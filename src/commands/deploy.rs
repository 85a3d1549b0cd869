//! Plan, apply and destroy deployments.

use crate::Context;
use crate::commands;
use crate::progress::{self, SpinnerObserver};
use crate::ui;
use anyhow::Result;
use colored::Colorize;
use deployment::{ChangeAction, ChangeRequest, ComponentChange, Plan};
use std::path::Path;

pub fn plan(ctx: &Context, file: &Path, id: Option<&str>) -> Result<()> {
    let desired = commands::load_desired(file)?;
    let client = commands::client(ctx, None);

    let request = client.plan(&desired, id).map_err(commands::report)?;
    display_plan(&request, ctx.verbose > 0);
    Ok(())
}

pub fn apply(ctx: &Context, file: &Path, id: Option<&str>, dry_run: bool) -> Result<()> {
    let desired = commands::load_desired(file)?;

    let request = commands::client(ctx, None)
        .plan(&desired, id)
        .map_err(commands::report)?;
    display_plan(&request, ctx.verbose > 0);

    if request.is_noop() {
        return Ok(());
    }
    if dry_run {
        println!();
        ui::info("Dry run: nothing was submitted");
        return Ok(());
    }

    let action = if id.is_some() { "Updating" } else { "Creating" };
    let pb = progress::spinner(&format!("{action} {}...", desired.name), ctx.quiet);
    let client = commands::client(
        ctx,
        Some(Box::new(SpinnerObserver::new(pb.clone(), action))),
    );

    let result = match id {
        Some(id) => client.update(id, &desired),
        None => client.create(&desired),
    };
    let applied = match result {
        Ok(applied) => applied,
        Err(e) => {
            progress::finish_error(&pb, &format!("{action} {} failed", desired.name));
            return Err(commands::report(e));
        }
    };

    progress::finish_success(&pb, &format!("Deployment {} is stable", applied.id));
    if !applied.unhealthy.is_empty() {
        ui::warn(&format!(
            "Unhealthy after apply: {}",
            ui::join_or_dash(&applied.unhealthy)
        ));
    }
    for (kind, component) in &applied.state.components {
        if !component.https_endpoint.is_empty() {
            ui::kv(kind.name(), &component.https_endpoint);
        }
    }
    Ok(())
}

pub fn destroy(ctx: &Context, id: &str) -> Result<()> {
    let pb = progress::spinner(&format!("Shutting down {id}..."), ctx.quiet);
    let client = commands::client(
        ctx,
        Some(Box::new(SpinnerObserver::new(pb.clone(), "Shutting down"))),
    );

    match client.delete(id) {
        Ok(()) => {
            progress::finish_success(&pb, &format!("Deployment {id} is gone"));
            Ok(())
        }
        Err(e) => {
            progress::finish_error(&pb, &format!("Shutting down {id} failed"));
            Err(commands::report(e))
        }
    }
}

/// Display a change request as a diff
fn display_plan(request: &ChangeRequest, show_unchanged: bool) {
    let summary = request.summary();
    if !summary.has_changes() {
        println!();
        println!("  {} No changes needed", "✓".green());
        return;
    }

    println!();
    println!(
        "┌─ {} ─────────────────────────────────────────┐",
        "Deployment Plan".bold()
    );
    println!("│");
    println!("│ {} {}", request.name.bold(), format!("({})", request.region).dimmed());

    for change in &request.components {
        if !change.action.is_change() && !show_unchanged {
            continue;
        }
        println!(
            "│   {} {:<18} {:<24} {}",
            symbol(change.action),
            change.kind.name(),
            change.ref_id,
            describe(change).dimmed()
        );
    }
    println!("│");

    println!("├─────────────────────────────────────────────────────┤");
    println!(
        "│ Summary: {} changes ({} create, {} update, {} remove)",
        summary.total().to_string().bold(),
        summary.creates.to_string().green(),
        summary.updates.to_string().yellow(),
        summary.removals.to_string().red()
    );
    println!("└─────────────────────────────────────────────────────┘");
}

fn symbol(action: ChangeAction) -> colored::ColoredString {
    match action {
        ChangeAction::Create => "+".green(),
        ChangeAction::Remove => "-".red(),
        ChangeAction::Resize | ChangeAction::TopologyChange | ChangeAction::VersionChange => {
            "~".yellow()
        }
        ChangeAction::NoChange => "=".dimmed(),
    }
}

/// One-line description of what a component change does
fn describe(change: &ComponentChange) -> String {
    let label = match change.action {
        ChangeAction::Create => "(new)",
        ChangeAction::Remove => return "(will remove)".to_string(),
        ChangeAction::Resize => "(resize)",
        ChangeAction::TopologyChange => "(topology)",
        ChangeAction::VersionChange => "(version)",
        ChangeAction::NoChange => "(unchanged)",
    };
    match &change.request {
        Some(request) => format!("{label} → {}", plan_summary(&request.plan)),
        None => label.to_string(),
    }
}

fn plan_summary(plan: &Plan) -> String {
    let elements: Vec<String> = plan
        .provisioned()
        .map(|el| {
            format!(
                "{} × {}z",
                deployment::size::encode(el.size_units()),
                el.zone_count
            )
        })
        .collect();
    format!("{} [{}]", plan.version, elements.join(", "))
}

> **What is being asked**
A verbatim copy of the records above should be returned.

> **Answer area**
filename src/commands/deploy.rs
repository 85a3d1549b0cd869
//! Plan, apply and destroy deployments.

use crate::Context;
use crate::commands;
use crate::progress::{self, SpinnerObserver};
use crate::ui;
use anyhow::Result;
use colored::Colorize;
use deployment::{ChangeAction, ChangeRequest, ComponentChange, Plan};
use std::path::Path;

pub fn plan(ctx: &Context, file: &Path, id: Option<&str>) -> Result<()> {
    let desired = commands::load_desired(file)?;
    let client = commands::client(ctx, None);

    let request = client.plan(&desired, id).map_err(commands::report)?;
    display_plan(&request, ctx.verbose > 0);
    Ok(())
}

pub fn apply(ctx: &Context, file: &Path, id: Option<&str>, dry_run: bool) -> Result<()> {
    let desired = commands::load_desired(file)?;

    let request = commands::client(ctx, None)
        .plan(&desired, id)
        .map_err(commands::report)?;
    display_plan(&request, ctx.verbose > 0);

    if request.is_noop() {
        return Ok(());
    }
    if dry_run {
        println!();
        ui::info("Dry run: nothing was submitted");
        return Ok(());
    }

    let action = if id.is_some() { "Updating" } else { "Creating" };
    let pb = progress::spinner(&format!("{action} {}...", desired.name), ctx.quiet);
    let client = commands::client(
        ctx,
        Some(Box::new(SpinnerObserver::new(pb.clone(), action))),
    );

    let result = match id {
        Some(id) => client.update(id, &desired),
        None => client.create(&desired),
    };
    let applied = match result {
        Ok(applied) => applied,
        Err(e) => {
            progress::finish_error(&pb, &format!("{action} {} failed", desired.name));
            return Err(commands::report(e));
        }
    };

    progress::finish_success(&pb, &format!("Deployment {} is stable", applied.id));
    if !applied.unhealthy.is_empty() {
        ui::warn(&format!(
            "Unhealthy after apply: {}",
            ui::join_or_dash(&applied.unhealthy)
        ));
    }
    for (kind, component) in &applied.state.components {
        if !component.https_endpoint.is_empty() {
            ui::kv(kind.name(), &component.https_endpoint);
        }
    }
    Ok(())
}

pub fn destroy(ctx: &Context, id: &str) -> Result<()> {
    let pb = progress::spinner(&format!("Shutting down {id}..."), ctx.quiet);
    let client = commands::client(
        ctx,
        Some(Box::new(SpinnerObserver::new(pb.clone(), "Shutting down"))),
    );

    match client.delete(id) {
        Ok(()) => {
            progress::finish_success(&pb, &format!("Deployment {id} is gone"));
            Ok(())
        }
        Err(e) => {
            progress::finish_error(&pb, &format!("Shutting down {id} failed"));
            Err(commands::report(e))
        }
    }
}

/// Display a change request as a diff
fn display_plan(request: &ChangeRequest, show_unchanged: bool) {
    let summary = request.summary();
    if !summary.has_changes() {
        println!();
        println!("  {} No changes needed", "✓".green());
        return;
    }

    println!();
    println!(
        "┌─ {} ─────────────────────────────────────────┐",
        "Deployment Plan".bold()
    );
    println!("│");
    println!("│ {} {}", request.name.bold(), format!("({})", request.region).dimmed());

    for change in &request.components {
        if !change.action.is_change() && !show_unchanged {
            continue;
        }
        println!(
            "│   {} {:<18} {:<24} {}",
            symbol(change.action),
            change.kind.name(),
            change.ref_id,
            describe(change).dimmed()
        );
    }
    println!("│");

    println!("├─────────────────────────────────────────────────────┤");
    println!(
        "│ Summary: {} changes ({} create, {} update, {} remove)",
        summary.total().to_string().bold(),
        summary.creates.to_string().green(),
        summary.updates.to_string().yellow(),
        summary.removals.to_string().red()
    );
    println!("└─────────────────────────────────────────────────────┘");
}

fn symbol(action: ChangeAction) -> colored::ColoredString {
    match action {
        ChangeAction::Create => "+".green(),
        ChangeAction::Remove => "-".red(),
        ChangeAction::Resize | ChangeAction::TopologyChange | ChangeAction::VersionChange => {
            "~".yellow()
        }
        ChangeAction::NoChange => "=".dimmed(),
    }
}

/// One-line description of what a component change does
fn describe(change: &ComponentChange) -> String {
    let label = match change.action {
        ChangeAction::Create => "(new)",
        ChangeAction::Remove => return "(will remove)".to_string(),
        ChangeAction::Resize => "(resize)",
        ChangeAction::TopologyChange => "(topology)",
        ChangeAction::VersionChange => "(version)",
        ChangeAction::NoChange => "(unchanged)",
    };
    match &change.request {
        Some(request) => format!("{label} → {}", plan_summary(&request.plan)),
        None => label.to_string(),
    }
}

fn plan_summary(plan: &Plan) -> String {
    let elements: Vec<String> = plan
        .provisioned()
        .map(|el| {
            format!(
                "{} × {}z",
                deployment::size::encode(el.size_units()),
                el.zone_count
            )
        })
        .collect();
    format!("{} [{}]", plan.version, elements.join(", "))
}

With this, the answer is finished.